(Collected data entries)
╭──

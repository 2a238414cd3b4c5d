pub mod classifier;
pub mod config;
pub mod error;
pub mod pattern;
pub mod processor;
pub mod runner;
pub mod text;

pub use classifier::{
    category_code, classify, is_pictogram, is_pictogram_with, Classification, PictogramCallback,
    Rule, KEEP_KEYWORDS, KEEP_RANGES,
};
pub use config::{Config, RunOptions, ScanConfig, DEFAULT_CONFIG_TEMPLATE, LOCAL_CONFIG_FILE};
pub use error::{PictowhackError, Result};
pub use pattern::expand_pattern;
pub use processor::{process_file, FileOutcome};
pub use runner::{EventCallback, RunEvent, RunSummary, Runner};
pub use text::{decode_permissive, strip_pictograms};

╰──
╭──

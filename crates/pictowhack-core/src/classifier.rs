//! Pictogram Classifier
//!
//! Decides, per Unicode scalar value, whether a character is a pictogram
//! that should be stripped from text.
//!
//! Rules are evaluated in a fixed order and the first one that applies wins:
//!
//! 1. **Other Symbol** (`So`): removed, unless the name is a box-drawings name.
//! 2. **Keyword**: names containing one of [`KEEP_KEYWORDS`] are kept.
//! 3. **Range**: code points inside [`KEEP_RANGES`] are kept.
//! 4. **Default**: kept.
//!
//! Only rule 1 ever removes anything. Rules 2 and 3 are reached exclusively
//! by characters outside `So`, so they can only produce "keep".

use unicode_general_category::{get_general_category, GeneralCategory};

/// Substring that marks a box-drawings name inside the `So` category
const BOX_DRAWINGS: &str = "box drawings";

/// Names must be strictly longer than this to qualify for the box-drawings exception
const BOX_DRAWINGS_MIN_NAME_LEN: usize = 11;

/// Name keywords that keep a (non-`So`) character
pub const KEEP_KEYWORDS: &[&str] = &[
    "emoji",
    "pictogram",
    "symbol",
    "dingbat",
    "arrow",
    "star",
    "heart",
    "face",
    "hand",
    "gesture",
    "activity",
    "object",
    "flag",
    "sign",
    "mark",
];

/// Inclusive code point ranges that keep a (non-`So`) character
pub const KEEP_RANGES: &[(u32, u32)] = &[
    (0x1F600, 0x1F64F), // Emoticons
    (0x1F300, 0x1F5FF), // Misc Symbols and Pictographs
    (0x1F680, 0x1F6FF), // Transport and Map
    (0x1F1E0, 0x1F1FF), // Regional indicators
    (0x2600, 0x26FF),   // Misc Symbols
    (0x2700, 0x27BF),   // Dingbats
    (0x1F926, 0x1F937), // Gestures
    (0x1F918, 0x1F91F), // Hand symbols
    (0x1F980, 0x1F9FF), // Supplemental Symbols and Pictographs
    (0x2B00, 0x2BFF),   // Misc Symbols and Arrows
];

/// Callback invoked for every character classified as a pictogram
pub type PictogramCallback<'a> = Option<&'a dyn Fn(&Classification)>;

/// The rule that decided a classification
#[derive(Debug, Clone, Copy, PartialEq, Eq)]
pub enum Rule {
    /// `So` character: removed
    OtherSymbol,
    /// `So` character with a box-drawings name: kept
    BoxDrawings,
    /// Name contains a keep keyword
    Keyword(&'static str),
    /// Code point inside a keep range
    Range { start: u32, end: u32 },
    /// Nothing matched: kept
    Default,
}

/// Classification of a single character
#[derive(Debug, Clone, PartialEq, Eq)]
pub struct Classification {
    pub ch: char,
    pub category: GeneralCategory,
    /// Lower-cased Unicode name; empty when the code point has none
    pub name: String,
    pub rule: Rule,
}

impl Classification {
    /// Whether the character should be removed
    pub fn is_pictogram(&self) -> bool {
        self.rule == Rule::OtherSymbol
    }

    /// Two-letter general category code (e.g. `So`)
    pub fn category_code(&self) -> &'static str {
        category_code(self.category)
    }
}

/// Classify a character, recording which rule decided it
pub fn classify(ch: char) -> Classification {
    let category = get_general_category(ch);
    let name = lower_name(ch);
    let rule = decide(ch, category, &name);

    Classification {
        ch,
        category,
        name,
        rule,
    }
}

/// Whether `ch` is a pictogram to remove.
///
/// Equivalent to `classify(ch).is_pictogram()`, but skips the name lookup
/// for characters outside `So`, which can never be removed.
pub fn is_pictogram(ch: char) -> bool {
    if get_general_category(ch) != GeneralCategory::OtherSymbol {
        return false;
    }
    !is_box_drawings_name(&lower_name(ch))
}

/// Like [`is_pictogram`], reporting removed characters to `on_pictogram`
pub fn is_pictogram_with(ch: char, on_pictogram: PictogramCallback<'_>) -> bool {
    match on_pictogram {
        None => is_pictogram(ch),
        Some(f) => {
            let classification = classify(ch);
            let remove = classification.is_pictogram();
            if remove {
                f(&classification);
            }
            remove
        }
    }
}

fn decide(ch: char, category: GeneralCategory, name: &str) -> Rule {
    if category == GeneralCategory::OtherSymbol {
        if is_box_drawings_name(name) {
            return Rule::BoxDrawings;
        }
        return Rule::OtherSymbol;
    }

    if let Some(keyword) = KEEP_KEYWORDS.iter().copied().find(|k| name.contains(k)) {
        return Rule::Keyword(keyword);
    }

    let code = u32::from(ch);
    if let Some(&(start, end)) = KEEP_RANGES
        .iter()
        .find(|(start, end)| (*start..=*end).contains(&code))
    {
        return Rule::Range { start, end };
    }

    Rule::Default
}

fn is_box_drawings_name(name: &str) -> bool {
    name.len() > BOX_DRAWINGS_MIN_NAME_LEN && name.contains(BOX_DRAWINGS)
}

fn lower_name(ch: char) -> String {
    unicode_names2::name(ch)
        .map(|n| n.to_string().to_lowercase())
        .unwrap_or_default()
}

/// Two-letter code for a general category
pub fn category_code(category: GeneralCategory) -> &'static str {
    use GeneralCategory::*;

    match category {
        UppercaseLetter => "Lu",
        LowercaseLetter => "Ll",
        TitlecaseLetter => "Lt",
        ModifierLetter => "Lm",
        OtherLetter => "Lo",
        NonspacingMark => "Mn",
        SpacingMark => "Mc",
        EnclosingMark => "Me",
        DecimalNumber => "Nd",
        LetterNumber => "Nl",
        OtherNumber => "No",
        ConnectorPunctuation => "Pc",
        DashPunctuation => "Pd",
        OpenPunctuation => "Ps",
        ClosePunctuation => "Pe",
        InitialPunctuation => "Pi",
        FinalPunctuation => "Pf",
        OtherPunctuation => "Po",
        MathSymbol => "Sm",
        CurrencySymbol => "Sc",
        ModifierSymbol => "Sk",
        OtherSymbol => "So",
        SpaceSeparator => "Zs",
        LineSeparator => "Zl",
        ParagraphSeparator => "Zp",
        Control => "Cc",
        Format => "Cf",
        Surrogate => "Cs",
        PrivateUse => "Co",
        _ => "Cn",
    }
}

╰──

A single figure, the number of lines above with the word "Rules", is the whole answer.

2